4. Iron as a co-factor in disease Iron has been suggested as a co-factor in the pathogenesis of a number of other liver diseases, in addition to HH [38]. The amount of iron associated with these conditions would generally be considered to be at non-toxic levels, certainly much lower than in HH. However, the combination of moderately increased iron levels with an added insult, either genetic or environmental may act synergistically to precipitate disease. Conditions in which iron has been suggested to be a co-factor include liver disease caused by chronic hepatitis C virus infection (CHC), alcohol, non-alcoholic fatty liver disease (NAFLD) and porphyria cutanea tarda (PCT). The observation that a proportion of heterozygotes for HH have elevated serum iron indices and evidence of mildly increased iron stores [39] has led many to propose that heterozygosity for HFE mutations may be a risk factor for the development of other diseases [40]. The role of HFE mutations, and the associated increase in iron in other liver diseases and the pathways through which they may promote liver damage are illustrated in Fig. 1. 5. Chronic HCV infection HCV infection becomes chronic in approximately 74% of people exposed to the virus [41]. The success of HCV in causing persistent infection is probably due to its high mutation rate and existence as multiple quasi-species [42]. Carriers develop chronic liver disease, but the course of disease is variable. Chronic HCV infection (CHC) is characterised by peaks and troughs of clinical and biochemical activity. Approximately 20% develop cirrhosis after 20 years [43]. The reasons why some individuals develop more advanced disease than others are not clear. The genotype of the virus may be important. Genotypes 1 and 4 seem to be less responsive to treatment [43]. Other genetic and environmental factors also play a role in the pathogenesis of CHC. Susceptibility to cirrhosis is more common in males, those infected after the age of 50 years and in patients who consume excessive amounts of alcohol [43]. Serum iron indices and hepatic iron content are often elevated in CHC [44–46]. The role of iron in the pathogenesis of CHC remains

Fig. 1. The role of iron in liver disease.
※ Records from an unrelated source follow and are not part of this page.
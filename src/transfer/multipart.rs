//! Multipart form decoding for the send endpoint.
//!
//! `POST /messages` accepts `multipart/form-data` with the fields
//! `senderId`, `recipientId`, `messageType`, and either `messageText` or
//! `imageFile`. Decoding streams the upload chunk by chunk and rejects
//! oversized payloads before buffering them whole.

use actix_multipart::{Field, Multipart};
use futures_util::StreamExt as _;

use super::error::{ApiError, ApiResult};
use crate::message::{
    domain::{MessageKind, UserId},
    error::ValidationError,
};

/// Upper bound for text form fields; image bytes have their own limit.
const TEXT_FIELD_LIMIT: usize = 64 * 1024;

/// Fallback when a file part declares no content type.
const DEFAULT_MIME: &str = "application/octet-stream";

/// A fully decoded send request.
#[derive(Debug)]
pub enum SendCommand {
    /// Send a text message.
    Text {
        /// The sending participant.
        sender_id: UserId,
        /// The receiving participant.
        recipient_id: UserId,
        /// The text content.
        text: String,
    },
    /// Send an image message.
    Image {
        /// The sending participant.
        sender_id: UserId,
        /// The receiving participant.
        recipient_id: UserId,
        /// The uploaded image bytes.
        bytes: Vec<u8>,
        /// The MIME type declared on the upload part.
        mime_type: String,
    },
}

/// An uploaded file part.
#[derive(Debug)]
struct UploadedImage {
    bytes: Vec<u8>,
    mime_type: String,
}

/// Raw form fields as received, before cross-field checks.
#[derive(Debug, Default)]
struct RawForm {
    sender_id: Option<String>,
    recipient_id: Option<String>,
    message_type: Option<String>,
    message_text: Option<String>,
    image: Option<UploadedImage>,
}

impl RawForm {
    fn finish(self) -> ApiResult<SendCommand> {
        let sender_id = parse_user_id(self.sender_id, "senderId")?;
        let recipient_id = parse_user_id(self.recipient_id, "recipientId")?;
        let kind_tag = self.message_type.ok_or_else(|| missing("messageType"))?;
        let kind = MessageKind::try_from(kind_tag.as_str())
            .map_err(|e| ApiError::BadRequest(e.to_string()))?;

        match kind {
            MessageKind::Text => {
                let text = self
                    .message_text
                    .ok_or_else(|| content_mismatch(MessageKind::Text))?;
                Ok(SendCommand::Text {
                    sender_id,
                    recipient_id,
                    text,
                })
            }
            MessageKind::Image => {
                let image = self
                    .image
                    .ok_or_else(|| content_mismatch(MessageKind::Image))?;
                Ok(SendCommand::Image {
                    sender_id,
                    recipient_id,
                    bytes: image.bytes,
                    mime_type: image.mime_type,
                })
            }
        }
    }
}

/// Decodes the multipart payload of a send request.
///
/// Unknown fields are drained and ignored so clients can evolve ahead of
/// the server.
///
/// # Errors
///
/// Returns [`ApiError::BadRequest`] for malformed parts or missing fields
/// and [`ApiError::PayloadTooLarge`] when the image part exceeds
/// `max_image_bytes`.
pub async fn parse_send_form(
    mut payload: Multipart,
    max_image_bytes: usize,
) -> ApiResult<SendCommand> {
    let mut form = RawForm::default();

    while let Some(next) = payload.next().await {
        let mut field = next.map_err(malformed)?;
        let Some(name) = field_name(&field) else {
            drain(&mut field).await?;
            continue;
        };

        match name.as_str() {
            "senderId" => form.sender_id = Some(text_value(&mut field).await?),
            "recipientId" => form.recipient_id = Some(text_value(&mut field).await?),
            "messageType" => form.message_type = Some(text_value(&mut field).await?),
            "messageText" => form.message_text = Some(text_value(&mut field).await?),
            "imageFile" => {
                let mime_type = field
                    .content_type()
                    .map_or_else(|| DEFAULT_MIME.to_owned(), ToString::to_string);
                let bytes = field_bytes(&mut field, max_image_bytes).await?;
                form.image = Some(UploadedImage { bytes, mime_type });
            }
            _ => drain(&mut field).await?,
        }
    }

    form.finish()
}

fn field_name(field: &Field) -> Option<String> {
    field
        .content_disposition()
        .and_then(|cd| cd.get_name())
        .map(str::to_owned)
}

async fn field_bytes(field: &mut Field, limit: usize) -> ApiResult<Vec<u8>> {
    let mut bytes = Vec::new();

    while let Some(chunk) = field.next().await {
        let data = chunk.map_err(malformed)?;
        let total = bytes.len().saturating_add(data.len());
        if total > limit {
            return Err(ApiError::PayloadTooLarge {
                actual_bytes: total,
                limit_bytes: limit,
            });
        }
        bytes.extend_from_slice(&data);
    }

    Ok(bytes)
}

async fn text_value(field: &mut Field) -> ApiResult<String> {
    let bytes = field_bytes(field, TEXT_FIELD_LIMIT).await?;
    String::from_utf8(bytes)
        .map_err(|_| ApiError::BadRequest("form field is not valid UTF-8".to_owned()))
}

async fn drain(field: &mut Field) -> ApiResult<()> {
    while let Some(chunk) = field.next().await {
        chunk.map_err(malformed)?;
    }
    Ok(())
}

fn parse_user_id(raw: Option<String>, name: &str) -> ApiResult<UserId> {
    let value = raw.ok_or_else(|| missing(name))?;
    value
        .parse()
        .map_err(|_| ApiError::BadRequest(format!("{name} is not a valid UUID")))
}

fn missing(name: &str) -> ApiError {
    ApiError::BadRequest(format!("missing required field '{name}'"))
}

fn content_mismatch(declared: MessageKind) -> ApiError {
    ApiError::Validation(ValidationError::ContentMismatch {
        declared: declared.as_str().to_owned(),
    })
}

fn malformed(err: actix_multipart::MultipartError) -> ApiError {
    ApiError::BadRequest(format!("malformed multipart payload: {err}"))
}
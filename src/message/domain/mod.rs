//! Domain types for the message subsystem.
//!
//! This module contains pure domain types with no infrastructure
//! dependencies. All types are immutable after construction and
//! serialisable via serde.

mod body;
mod conversation;
mod ids;
mod message;

pub use body::{
    ImageBody, ImageRef, MessageBody, MessageKind, ParseImageRefError, ParseMessageKindError,
    TextBody,
};
pub use conversation::{ConversationKey, ConversationKeyError};
pub use ids::{MessageId, ParseUserIdError, SequenceNumber, UserId};
pub use message::{Message, MessageDraft};
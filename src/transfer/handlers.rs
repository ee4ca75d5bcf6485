//! HTTP request handlers for the transfer endpoint.
//!
//! Handlers translate between the wire contract and the send service;
//! no domain logic lives here. All handlers are generic over the service's
//! ports so tests can run the full HTTP stack over in-memory adapters.

use actix_multipart::Multipart;
use actix_web::{HttpResponse, web};
use mockable::Clock;
use serde_json::json;

use super::dto::{ConversationResponse, MessageDto};
use super::error::{ApiError, ApiResult};
use super::multipart::{SendCommand, parse_send_form};
use crate::config::Config;
use crate::media::store::{MediaStore, mime_for_extension};
use crate::message::{
    domain::{ImageRef, UserId},
    ports::{repository::MessageRepository, validator::MessageValidator},
    services::send::MessageService,
};

/// Registers the transfer routes on an actix application.
pub fn configure<R, M, V, K>(cfg: &mut web::ServiceConfig)
where
    R: MessageRepository + 'static,
    M: MediaStore + 'static,
    V: MessageValidator + 'static,
    K: Clock + Send + Sync + 'static,
{
    cfg.service(
        web::resource("/messages/{user_id}/{recipient_id}")
            .route(web::get().to(list_conversation::<R, M, V, K>)),
    )
    .service(web::resource("/messages").route(web::post().to(send_message::<R, M, V, K>)))
    .service(web::resource("/files/{image_ref}").route(web::get().to(serve_image::<R, M, V, K>)))
    .service(web::resource("/health").route(web::get().to(health)));
}

/// `GET /messages/{userId}/{recipientId}`
///
/// Returns the full conversation between the two participants, ascending
/// by sequence number. An unknown pair yields an empty listing, not 404;
/// a malformed participant id is a 400.
async fn list_conversation<R, M, V, K>(
    service: web::Data<MessageService<R, M, V, K>>,
    path: web::Path<(String, String)>,
) -> ApiResult<HttpResponse>
where
    R: MessageRepository + 'static,
    M: MediaStore + 'static,
    V: MessageValidator + 'static,
    K: Clock + Send + Sync + 'static,
{
    let (raw_user, raw_recipient) = path.into_inner();
    let user_id = parse_participant(&raw_user)?;
    let recipient_id = parse_participant(&raw_recipient)?;
    let messages = service
        .into_inner()
        .conversation(user_id, recipient_id)
        .await?;

    Ok(HttpResponse::Ok().json(ConversationResponse::from_messages(&messages)))
}

/// Parses a path segment as a participant id, mapping failure to a 400.
fn parse_participant(raw: &str) -> ApiResult<UserId> {
    raw.parse()
        .map_err(|_| ApiError::BadRequest(format!("'{raw}' is not a valid user id")))
}

/// `POST /messages`
///
/// Accepts a multipart send request and returns the stored message,
/// including its repository-assigned sequence number.
async fn send_message<R, M, V, K>(
    service: web::Data<MessageService<R, M, V, K>>,
    config: web::Data<Config>,
    payload: Multipart,
) -> ApiResult<HttpResponse>
where
    R: MessageRepository + 'static,
    M: MediaStore + 'static,
    V: MessageValidator + 'static,
    K: Clock + Send + Sync + 'static,
{
    let max_image_bytes = config.into_inner().max_image_bytes;
    let command = parse_send_form(payload, max_image_bytes).await?;

    let send_service = service.into_inner();
    let message = match command {
        SendCommand::Text {
            sender_id,
            recipient_id,
            text,
        } => send_service.send_text(sender_id, recipient_id, &text).await?,
        SendCommand::Image {
            sender_id,
            recipient_id,
            bytes,
            mime_type,
        } => {
            send_service
                .send_image(sender_id, recipient_id, bytes, &mime_type)
                .await?
        }
    };

    Ok(HttpResponse::Ok().json(MessageDto::from(&message)))
}

/// `GET /files/{imageRef}`
///
/// Serves stored image bytes with a content type derived from the
/// reference's extension. Reference parsing rejects path traversal before
/// the media store is consulted.
async fn serve_image<R, M, V, K>(
    service: web::Data<MessageService<R, M, V, K>>,
    path: web::Path<String>,
) -> ApiResult<HttpResponse>
where
    R: MessageRepository + 'static,
    M: MediaStore + 'static,
    V: MessageValidator + 'static,
    K: Clock + Send + Sync + 'static,
{
    let raw = path.into_inner();
    let image_ref: ImageRef = raw
        .parse()
        .map_err(|_| ApiError::BadRequest(format!("invalid image reference '{raw}'")))?;

    let bytes = service.into_inner().open_image(&image_ref).await?;
    let content_type = mime_for_extension(image_ref.extension().unwrap_or_default());

    Ok(HttpResponse::Ok().content_type(content_type).body(bytes))
}

/// `GET /health`
#[expect(clippy::unused_async, reason = "actix-web handlers must be async")]
async fn health() -> HttpResponse {
    HttpResponse::Ok().json(json!({ "status": "ok" }))
}
/*
 * registry.rs
 * Copyright (c) 2025 Posit, PBC
 *
 * Named transformations available to the pipeline.
 */

use std::sync::Arc;

use hashlink::LinkedHashMap;

use crate::transformation::Transformation;
use crate::transforms::{HeaderIdTransform, StripMacroMarkersTransform};

/// Transformations by name, in registration order.
///
/// The pipeline orders passes by priority and then by the order their names
/// were requested; registration order only shows up in [`names`](Self::names).
#[derive(Clone, Default)]
pub struct TransformationRegistry {
    transformations: LinkedHashMap<String, Arc<dyn Transformation>>,
}

impl TransformationRegistry {
    pub fn new() -> Self {
        Self::default()
    }

    /// Registry holding every built-in transformation.
    pub fn with_builtins() -> Self {
        let mut registry = Self::new();
        registry.register(HeaderIdTransform::new());
        registry.register(StripMacroMarkersTransform::new());
        registry
    }

    pub fn register(
        &mut self,
        transformation: impl Transformation + 'static,
    ) -> Option<Arc<dyn Transformation>> {
        self.register_arc(Arc::new(transformation))
    }

    /// Register a shared transformation under its own name.
    ///
    /// Replacing an existing name keeps its registration position and
    /// returns the previous transformation.
    pub fn register_arc(
        &mut self,
        transformation: Arc<dyn Transformation>,
    ) -> Option<Arc<dyn Transformation>> {
        let name = transformation.name().to_string();
        match self.transformations.get_mut(&name) {
            Some(slot) => Some(std::mem::replace(slot, transformation)),
            None => {
                self.transformations.insert(name, transformation);
                None
            }
        }
    }

    pub fn get(&self, name: &str) -> Option<&Arc<dyn Transformation>> {
        self.transformations.get(name)
    }

    pub fn contains(&self, name: &str) -> bool {
        self.transformations.contains_key(name)
    }

    pub fn names(&self) -> impl Iterator<Item = &str> {
        self.transformations.keys().map(String::as_str)
    }

    pub fn len(&self) -> usize {
        self.transformations.len()
    }

    pub fn is_empty(&self) -> bool {
        self.transformations.is_empty()
    }
}

impl std::fmt::Debug for TransformationRegistry {
    fn fmt(&self, f: &mut std::fmt::Formatter<'_>) -> std::fmt::Result {
        f.debug_list().entries(self.names()).finish()
    }
}
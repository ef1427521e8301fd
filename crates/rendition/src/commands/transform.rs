/*
 * transform.rs
 * Copyright (c) 2025 Posit, PBC
 *
 * Transform command implementation
 */

//! Transform command implementation.
//!
//! Loads a JSON document into a block arena, runs the requested
//! transformations and prints the result. When some transformations fail,
//! the document is still printed (with the changes of every pass that ran)
//! and the command exits with an error listing the failures.

use std::path::PathBuf;

use anyhow::{Context, Result, anyhow};
use rendition_blocks::{BlockArena, BlockId, EventRecorder, Syntax};
use rendition_core::{
    RenderingContext, RenditionConfig, TracingObserver, TransformationContext,
    TransformationManager, TransformationRegistry,
};
use tracing::{debug, info};

use super::read_document;
use crate::OutputFormat;

/// Arguments for the transform command
#[derive(Debug)]
pub struct TransformArgs {
    pub input: String,
    pub config: Option<PathBuf>,
    pub transformations: Vec<String>,
    pub syntax: Option<String>,
    pub target_syntax: Option<String>,
    pub id: Option<String>,
    pub restricted: bool,
    pub output: OutputFormat,
}

/// Execute the transform command
pub fn execute(args: TransformArgs) -> Result<()> {
    let config = match &args.config {
        Some(path) => RenditionConfig::load(path)
            .with_context(|| format!("Failed to load configuration {}", path.display()))?,
        None => RenditionConfig::default(),
    };

    let document = read_document(&args.input)?;
    let mut arena = BlockArena::new();
    let root = arena.insert_fragment(&document);
    debug!(blocks = arena.len(), "Loaded document");

    let ctx = build_context(&args, root)?;
    let manager = TransformationManager::new(TransformationRegistry::with_builtins(), config)
        .with_observer(std::sync::Arc::new(TracingObserver::new()));
    let mut rendering = RenderingContext::new();

    let result = manager.perform_transformations(&mut arena, root, &ctx, &mut rendering);
    print!("{}", render_output(&arena, root, args.output)?);

    match result {
        Ok(()) => {
            info!("Transformed {}", args.input);
            Ok(())
        }
        Err(failure) => Err(anyhow!(failure).context("Transformations failed")),
    }
}

fn build_context(args: &TransformArgs, root: BlockId) -> Result<TransformationContext> {
    let mut ctx = TransformationContext::new(root).with_restricted(args.restricted);
    if let Some(syntax) = &args.syntax {
        ctx = ctx.with_syntax(parse_syntax(syntax)?);
    }
    if let Some(syntax) = &args.target_syntax {
        ctx = ctx.with_target_syntax(parse_syntax(syntax)?);
    }
    if let Some(id) = &args.id {
        ctx = ctx.with_id(id.clone());
    }
    if !args.transformations.is_empty() {
        ctx = ctx.with_transformation_names(args.transformations.iter().cloned());
    }
    Ok(ctx)
}

fn parse_syntax(value: &str) -> Result<Syntax> {
    value
        .parse::<Syntax>()
        .with_context(|| format!("Invalid syntax '{value}'"))
}

fn render_output(arena: &BlockArena, root: BlockId, format: OutputFormat) -> Result<String> {
    match format {
        OutputFormat::Events => {
            let mut recorder = EventRecorder::new();
            arena.traverse(root, &mut recorder);
            Ok(recorder.to_string())
        }
        OutputFormat::Json => {
            let fragment = arena
                .to_fragment(root)
                .context("Document root was destroyed by a transformation")?;
            let mut json = serde_json::to_string_pretty(&fragment)?;
            json.push('\n');
            Ok(json)
        }
    }
}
Oxidative stress in the liver can be induced by alcohol, hepatitis C virus or insulin resistance associated with obesity. The presence of excess iron in the liver may exacerbate this oxidative stress and promote liver injury and fibrosis. In some cases oxidative stress may directly promote carcinogenesis. Oxidative stress can depress hepcidin expression in hepatocytes via reduced activity of C/EBPα. The presence of HFE mutations, in particular C282Y can depress hepcidin expression further and increase iron absorption and accumulation in the liver, contributing further to oxidative stress. Porphyria cutanea tarda (PCT) is caused by reduced activity of the enzyme URO-D and the resultant accumulation of uroporphyrins. Uroporphomethene, an inhibitor of URO-D is a product of the iron-dependent oxidation of uroporphyrinogen.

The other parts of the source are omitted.